“Crossings” è il titolo della personale di Francesco Totaro inaugurata, venerdì 24 maggio 2019, nel Foyer del Teatro Vittorio Emanuele.

È il ritorno di un messinese che ha lasciato questa Città all’età di diciannove anni ed in questa Terra non ha mai esposto le sue opere, apprezzate a livello nazionale ed internazionale.

Anche questo è uno dei “crossings” alla base del percorso artistico proposto da Totaro. Uno degli incroci o, se lo vogliamo tradurre così, degli attraversamenti che costituiscono la nostra vita reticolare.

 

 

In questo caso, l’occasione l’ha offerta il progetto artistico “Opera al Centro” creato da Giuseppe La Motta, unito alla fattiva organizzazione della prof.ssa Mariateresa Zagone, critico e storico dell’arte che ha curato l’approfondito libretto di accompagnamento alla mostra, per la prima volta anche con la versione in inglese.

 

Sono esposte 14 tele, acrilici in formato rettangolare, di uguale dimensione. “Come frames di un intenso cortometraggio realizzato con quattordici fermo immagine” secondo la chiave di lettura suggerita della prof.ssa Zagone. Accettato il consiglio, ci si muove dai “guardiani del tempo” al personaggio che agisce con una sfera di luce seguendola attratto da una forza magnetica, sino al dipinto conclusivo che immortala la sua fusione in un bagliore di schegge luminose.

Luce, consapevolezza e allontanamento dalla paura, sono tre elementi che ricorrono nelle spiegazioni che Totaro offre delle sue opere, parole che, con eguale passione, abbracciano la sua visione esistenziale; tre note accennate con la gentilezza di chi ha apprezzato dimensioni diverse dalla densità oscura dell’essere fisico.

In parte, in quel personaggio, si può immaginare l’Autore stesso, in un misto di viaggio e fuga, ma può anche vestire i panni dello spettatore, quando viene investito dalla gittata di luce che esplode da alcuni quadri.

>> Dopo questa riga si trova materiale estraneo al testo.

pub mod human;

pub use human::HumanMode;
//! Terminal Snake
//!
//! This library provides:
//! - Core game logic (game module): movement, collisions, food, scoring, speed
//! - A one-shot tick scheduler (clock module)
//! - Keyboard mapping (input module) and TUI rendering (render module)
//! - The interactive game loop (modes module)

pub mod clock;
pub mod game;
pub mod input;
pub mod logging;
pub mod metrics;
pub mod modes;
pub mod render;
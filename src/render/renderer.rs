use ratatui::{
    Frame,
    layout::{Alignment, Constraint, Direction, Layout, Rect},
    style::{Color, Modifier, Style},
    text::{Line, Span},
    widgets::{Block, BorderType, Borders, Clear, Paragraph},
};

use crate::game::{GameState, Position};
use crate::metrics::GameMetrics;

/// Draws the board, the score line and the game-over overlay
pub struct Renderer {
    cell_width: u16,
    head: String,
    body: String,
    food: String,
    empty: String,
}

impl Renderer {
    pub fn new(cell_width: u16) -> Self {
        let cell_width = cell_width.max(1);
        let cell = |glyph: char| format!("{glyph:<width$}", width = cell_width as usize);

        Self {
            cell_width,
            head: cell('■'),
            body: cell('□'),
            food: cell('●'),
            empty: cell('·'),
        }
    }

    pub fn render(&self, frame: &mut Frame, state: &GameState, metrics: &GameMetrics) {
        let chunks = Layout::default()
            .direction(Direction::Vertical)
            .constraints([
                Constraint::Length(3), // Header
                Constraint::Min(0),    // Game area
                Constraint::Length(3), // Footer
            ])
            .split(frame.area());

        frame.render_widget(self.render_stats(state, metrics), chunks[0]);

        let board_area = centered(
            chunks[1],
            (state.grid_width as u16)
                .saturating_mul(self.cell_width)
                .saturating_add(2),
            (state.grid_height as u16).saturating_add(2),
        );
        frame.render_widget(self.render_grid(state), board_area);

        // The last board stays visible under the overlay
        if !state.is_running {
            let overlay = centered(board_area, 30, 7);
            frame.render_widget(Clear, overlay);
            frame.render_widget(self.render_game_over(state), overlay);
        }

        frame.render_widget(self.render_controls(), chunks[2]);
    }

    fn render_grid(&self, state: &GameState) -> Paragraph<'_> {
        let head = state.snake.head();
        let mut lines = Vec::with_capacity(state.grid_height);

        for y in 0..state.grid_height {
            let mut spans = Vec::with_capacity(state.grid_width);

            for x in 0..state.grid_width {
                let pos = Position::new(x as i32, y as i32);

                let cell = if pos == head {
                    Span::styled(
                        self.head.as_str(),
                        Style::default()
                            .fg(Color::LightGreen)
                            .add_modifier(Modifier::BOLD),
                    )
                } else if state.snake.occupies(pos) {
                    Span::styled(self.body.as_str(), Style::default().fg(Color::Green))
                } else if state.food == Some(pos) {
                    Span::styled(
                        self.food.as_str(),
                        Style::default().fg(Color::Red).add_modifier(Modifier::BOLD),
                    )
                } else {
                    Span::styled(self.empty.as_str(), Style::default().fg(Color::DarkGray))
                };

                spans.push(cell);
            }

            lines.push(Line::from(spans));
        }

        Paragraph::new(lines).block(
            Block::default()
                .borders(Borders::ALL)
                .border_type(BorderType::Double)
                .border_style(Style::default().fg(Color::White))
                .title(" Snake "),
        )
    }

    fn render_stats(&self, state: &GameState, metrics: &GameMetrics) -> Paragraph<'_> {
        let text = vec![Line::from(vec![
            Span::styled(
                score_text(state.score),
                Style::default()
                    .fg(Color::White)
                    .add_modifier(Modifier::BOLD),
            ),
            Span::raw("    "),
            Span::styled("Best: ", Style::default().fg(Color::Yellow)),
            Span::styled(
                metrics.high_score.max(state.score).to_string(),
                Style::default().fg(Color::White),
            ),
            Span::raw("    "),
            Span::styled("Time: ", Style::default().fg(Color::Yellow)),
            Span::styled(metrics.format_time(), Style::default().fg(Color::White)),
        ])];

        Paragraph::new(text).alignment(Alignment::Center)
    }

    fn render_game_over(&self, state: &GameState) -> Paragraph<'_> {
        let text = vec![
            Line::from(vec![Span::styled(
                "GAME OVER",
                Style::default().fg(Color::Red).add_modifier(Modifier::BOLD),
            )]),
            Line::from(""),
            Line::from(vec![
                Span::styled("Final Score: ", Style::default().fg(Color::Yellow)),
                Span::styled(
                    state.score.to_string(),
                    Style::default()
                        .fg(Color::White)
                        .add_modifier(Modifier::BOLD),
                ),
            ]),
            Line::from(""),
            Line::from(vec![
                Span::styled("Press ", Style::default().fg(Color::Gray)),
                Span::styled(
                    "R",
                    Style::default()
                        .fg(Color::Green)
                        .add_modifier(Modifier::BOLD),
                ),
                Span::styled(" to restart", Style::default().fg(Color::Gray)),
            ]),
        ];

        Paragraph::new(text).alignment(Alignment::Center).block(
            Block::default()
                .borders(Borders::ALL)
                .border_style(Style::default().fg(Color::Red)),
        )
    }

    fn render_controls(&self) -> Paragraph<'_> {
        let text = vec![Line::from(vec![
            Span::styled("↑↓←→", Style::default().fg(Color::Cyan)),
            Span::raw(" or "),
            Span::styled("WASD", Style::default().fg(Color::Cyan)),
            Span::raw(" to move | "),
            Span::styled("R", Style::default().fg(Color::Green)),
            Span::raw(" to restart | "),
            Span::styled("Q", Style::default().fg(Color::Red)),
            Span::raw(" to quit"),
        ])];

        Paragraph::new(text).alignment(Alignment::Center)
    }
}

impl Default for Renderer {
    fn default() -> Self {
        Self::new(2)
    }
}

/// Text of the score display
pub fn score_text(score: u32) -> String {
    format!("Score: {score}")
}

/// A `width` x `height` rect centered in `area`, clipped to it
fn centered(area: Rect, width: u16, height: u16) -> Rect {
    let width = width.min(area.width);
    let height = height.min(area.height);
    Rect {
        x: area.x + (area.width - width) / 2,
        y: area.y + (area.height - height) / 2,
        width,
        height,
    }
}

Non è facile, seguendo il racconto di Totaro, arrivare all’ascesa di un “corpo di Luce”, ma è un percorso, o meglio un incrocio, un attraversamento, che mette di fronte a qualcosa che si può scegliere o meno.

Le stratificazioni cromatiche e le pennellate che sembrano frutto di una scomposizione digitale sono gli strumenti utilizzati per passare dal buio alla luce e per offrire ai visitatori “crossings” tra dimensioni sensoriali ataviche, ma da riportare a mente.

Penso che incrociare la propria vita con l’arte e la luce sia un bel vivere.

La mostra potrà essere visitata tutti i giorni, escluso il lunedì, dal 24 maggio al 4 giugno nelle fasce orarie 10:00-13:00 / 16:00-19:00.